Canalizando dados para aumentar a responsabilização da polícia
Embora o assassinato de George Floyd tenha chamado a atenção nacional e global para a questão da violência policial, há um legado de má conduta policial nos Estados Unidos que remonta há décadas, cujas vítimas muitas vezes passam despercebidas.
Com base em nossa experiência de que os dados podem chamar a atenção para problemas anteriormente negligenciados, temos colaborado estreitamente, durante anos, com o Invisible Institute, com sede em Chicago, para apoiar seu Citizens Police Data Project (CPDP). Esse trabalho de facilitar o relato, a visualização e a ação em relação a condutas impróprias, agora, continua com a Public Data Works, uma organização que leva ferramentas de responsabilidade centradas em dados para outras cidades.
Começando com o Independent Police Monitor da cidade de New Orleans, trabalhamos com a Public Data Works para avaliar as necessidades da agência para coletar, monitorar e relatar, da melhor maneira, a má conduta policial. Esse trabalho inicial deixou claro que uma ferramenta robusta de coleta de dados deve ser uma prioridade. Nós compreendemos que o Monitor não tinha capacidade para lidar com queixas e, muitas vezes, as pessoas relutavam em apresentar reclamações diretamente à polícia. Portanto, disponibilizar uma forma de ajudar a sociedade a relatar as queixas a um órgão independente era essencial.
O projeto resultou em um sistema de gestão de casos que agiliza o processo de denúncia e também fornece análises e avaliações que apresentam, com precisão, os padrões de comportamento de agentes policiais. Isso significa que as comunidades afetadas pelo comportamento policial negativo passaram a fornecer, a agências de supervisão e regulação e à população, as informações necessárias para responsabilizar os departamentos de polícia e defender mudanças.
Empoderando trabalhadoras domésticas da América do Sul para reivindicar seus direitos
Na América do Sul, assim como em outras partes do mundo, as trabalhadoras domésticas enfrentam ambientes de trabalho desafiadores e, às vezes, perigosos. No Equador, estima-se que 80% das mulheres que desempenham essa função já enfrentaram violência ou assédio no trabalho (1).

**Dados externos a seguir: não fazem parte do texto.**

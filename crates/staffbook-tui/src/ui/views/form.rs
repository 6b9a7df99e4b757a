use ratatui::{
    layout::{Constraint, Direction, Layout, Rect},
    text::{Line, Span},
    widgets::{Block, Borders, Paragraph},
    Frame,
};

use staffbook_core::form::FieldKind;
use staffbook_core::{Field, FormState};

use crate::app::{App, EditMode};
use crate::ui::styles;

const LABEL_WIDTH: usize = 22;

fn form_title(mode: &EditMode) -> String {
    match mode {
        EditMode::Creating => " Add New Employee ".to_string(),
        EditMode::Updating(id) => format!(" Edit Employee #{} ", id),
    }
}

/// Render the add/edit form
pub fn render(frame: &mut Frame, app: &App, mode: &EditMode, area: Rect) {
    let chunks = Layout::default()
        .direction(Direction::Vertical)
        .constraints([Constraint::Min(5), Constraint::Length(3)])
        .split(area);

    let title = form_title(mode);

    let (lines, focus_line) = field_lines(&app.form, app.form_focus);

    // Keep the focused field in view
    let visible = chunks[0].height.saturating_sub(2) as usize;
    let scroll = (focus_line + 2).saturating_sub(visible) as u16;

    let block = Block::default()
        .title(title)
        .title_style(styles::title_style())
        .borders(Borders::ALL)
        .border_style(styles::border_style(true));

    frame.render_widget(Paragraph::new(lines).block(block).scroll((scroll, 0)), chunks[0]);
    render_buttons(frame, mode, chunks[1]);
}

/// One line per field, plus one under each field that has an error.
/// Also returns the index of the focused field's line.
fn field_lines(form: &FormState, focus: Field) -> (Vec<Line<'static>>, usize) {
    let mut lines = Vec::with_capacity(Field::ALL.len() * 2);
    let mut focus_line = 0;

    for field in Field::ALL {
        let focused = field == focus;
        if focused {
            focus_line = lines.len();
        }

        let marker = if field.is_required() { "*" } else { " " };
        let label = format!(" {}{:<width$}", marker, field.label(), width = LABEL_WIDTH);

        let value = match form.display_value(field) {
            Some(v) => Span::styled(v, styles::list_item_style()),
            None => Span::styled(field.placeholder().to_string(), styles::muted_style()),
        };
        let value = if focused { value.patch_style(styles::selected_style()) } else { value };

        let mut spans = vec![
            Span::styled(label, if focused { styles::highlight_style() } else { styles::muted_style() }),
            Span::styled("[ ", styles::muted_style()),
        ];
        match field.kind() {
            FieldKind::Choice => {
                spans.push(Span::styled("◀ ", styles::muted_style()));
                spans.push(value);
                spans.push(Span::styled(" ▶", styles::muted_style()));
            }
            FieldKind::Toggle => {
                let check = if form.active { "[x] " } else { "[ ] " };
                spans.push(Span::styled(check, styles::highlight_style()));
                spans.push(value);
            }
            FieldKind::Text | FieldKind::Date | FieldKind::Number => {
                spans.push(value);
                if focused {
                    spans.push(Span::styled("▌", styles::highlight_style()));
                }
            }
        }
        spans.push(Span::styled(" ]", styles::muted_style()));
        lines.push(Line::from(spans));

        if let Some(error) = form.error(field) {
            lines.push(Line::from(vec![
                Span::raw(" ".repeat(LABEL_WIDTH + 4)),
                Span::styled(error.to_string(), styles::error_style()),
            ]));
        }
    }

    (lines, focus_line)
}

fn render_buttons(frame: &mut Frame, mode: &EditMode, area: Rect) {
    let mut spans = vec![Span::raw(" ")];

    let submit = match mode {
        EditMode::Creating => "Submit",
        EditMode::Updating(_) => "Update",
    };
    spans.push(Span::styled(format!("[Enter] {}", submit), styles::success_style()));
    spans.push(Span::styled("   ", styles::muted_style()));
    spans.push(Span::styled("[Esc] Cancel", styles::muted_style()));

    if matches!(mode, EditMode::Updating(_)) {
        spans.push(Span::styled("   ", styles::muted_style()));
        spans.push(Span::styled("[Ctrl+D] Delete", styles::error_style()));
    }

    let block = Block::default()
        .borders(Borders::ALL)
        .border_style(styles::border_style(false));

    frame.render_widget(Paragraph::new(Line::from(spans)).block(block), area);
}

#[cfg(test)]
mod tests {
    use super::*;

    fn text_of(line: &Line) -> String {
        line.spans.iter().map(|s| s.content.as_ref()).collect()
    }

    #[test]
    fn test_one_line_per_field_without_errors() {
        let form = FormState::new();
        let (lines, focus_line) = field_lines(&form, Field::Name);
        assert_eq!(lines.len(), Field::ALL.len());
        assert_eq!(focus_line, 0);
        assert!(text_of(&lines[0]).contains("First Name"));
    }

    #[test]
    fn test_errors_add_lines_below_fields() {
        let mut form = FormState::new();
        let _ = form.submit();
        let errors = form.errors().len();

        let (lines, focus_line) = field_lines(&form, Field::Email);
        assert_eq!(lines.len(), Field::ALL.len() + errors);
        // Name and its error come first
        assert_eq!(focus_line, 2);
        assert!(text_of(&lines[1]).contains("Please enter name"));
    }

    #[test]
    fn test_form_titles() {
        assert_eq!(form_title(&EditMode::Creating), " Add New Employee ");
        let id = staffbook_core::EmployeeId::from("7");
        assert_eq!(form_title(&EditMode::Updating(id)), " Edit Employee #7 ");
    }

    #[test]
    fn test_toggle_shows_checkbox() {
        let mut form = FormState::new();
        form.toggle(Field::Active);
        let (lines, _) = field_lines(&form, Field::Name);
        let active_idx = Field::ALL.iter().position(|f| *f == Field::Active).expect("present");
        assert!(text_of(&lines[active_idx]).contains("[ ] Off"));
    }
}
use ratatui::style::{Color, Modifier, Style};

// Color palette
pub const PRIMARY: Color = Color::Rgb(64, 128, 192);
pub const SECONDARY: Color = Color::Rgb(96, 160, 96);
pub const ACCENT: Color = Color::Rgb(192, 160, 64);
pub const ERROR: Color = Color::Rgb(192, 64, 64);
pub const MUTED: Color = Color::Rgb(128, 128, 128);
pub const HIGHLIGHT: Color = Color::Rgb(48, 48, 64);

pub fn title_style() -> Style {
    Style::default().fg(PRIMARY).add_modifier(Modifier::BOLD)
}

pub fn selected_style() -> Style {
    Style::default().bg(HIGHLIGHT).add_modifier(Modifier::BOLD)
}

pub fn list_item_style() -> Style {
    Style::default().fg(Color::White)
}

pub fn header_style() -> Style {
    Style::default().fg(PRIMARY).add_modifier(Modifier::BOLD)
}

pub fn muted_style() -> Style {
    Style::default().fg(MUTED)
}

pub fn highlight_style() -> Style {
    Style::default().fg(ACCENT)
}

pub fn success_style() -> Style {
    Style::default().fg(SECONDARY)
}

pub fn error_style() -> Style {
    Style::default().fg(ERROR)
}

pub fn border_style(focused: bool) -> Style {
    if focused {
        Style::default().fg(PRIMARY)
    } else {
        Style::default().fg(MUTED)
    }
}

pub fn status_bar_style() -> Style {
    Style::default().bg(Color::Rgb(32, 32, 40)).fg(Color::White)
}

pub fn help_key_style() -> Style {
    Style::default().fg(ACCENT).add_modifier(Modifier::BOLD)
}

pub fn help_desc_style() -> Style {
    Style::default().fg(Color::White)
}

/// Active / Inactive badge in the table
pub fn status_style(active: bool) -> Style {
    if active {
        success_style()
    } else {
        error_style()
    }
}

/// Colored avatar initial, stable per letter
pub fn avatar_style(initial: char) -> Style {
    const PALETTE: [Color; 5] = [PRIMARY, SECONDARY, ACCENT, ERROR, Color::Rgb(144, 96, 176)];
    let idx = initial.to_ascii_uppercase() as usize % PALETTE.len();
    Style::default()
        .fg(Color::Black)
        .bg(PALETTE[idx])
        .add_modifier(Modifier::BOLD)
}

pub fn notification_style(success: bool) -> Style {
    let bg = if success { SECONDARY } else { ERROR };
    Style::default().fg(Color::Black).bg(bg).add_modifier(Modifier::BOLD)
}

No Brasil, onde as mulheres negras ocupam a maior parte dessas funções, apenas cerca de um terço possui carteira de trabalho assinada. Frequentemente, essas questões estão relacionadas à falta de compreensão sobre direitos legais e sobre as vias de recurso disponíveis quando houver violação.
Em coordenação direta com associações de trabalhadoras e sindicatos, nossos times desenvolveram soluções destinadas a preencher essas lacunas. Em Quito, no Equador, nosso Laboratório de Transformação Social ajudou a criar um aplicativo que fornece aconselhamento jurídico e suporte para trabalhadoras domésticas. Colaboramos estreitamente com o Sindicato Nacional de Trabalhadoras Domésticas Profissionais para garantir que o produto (2) refletisse as preocupações que originaram sua criação, oferecendo suporte e sendo acessível também a pessoas com habilidades técnicas limitadas. A aceitação da versão inicial do aplicativo tem sido positiva e estamos convencidos de que ele tem potencial para ajudar dezenas de milhares de mulheres em todo o país.
Uma abordagem colaborativa similar foi adotada no Brasil, onde nos engajamos em um esforço pro bono para atualizar a infraestrutura de tecnologia e o site da Federação Nacional das Trabalhadoras Domésticas (Fenatrad). O principal objetivo do projeto foi remodelar o site para ser o mais intuitivo e informativo possível para quem depende dele como um recurso. Com base em conversas com as profissionais, foram feitas mudanças para dar mais visibilidade e acessibilidade aos recursos de treinamento e de educação, além de dar destaque ao conteúdo sobre a luta histórica das trabalhadoras domésticas no país.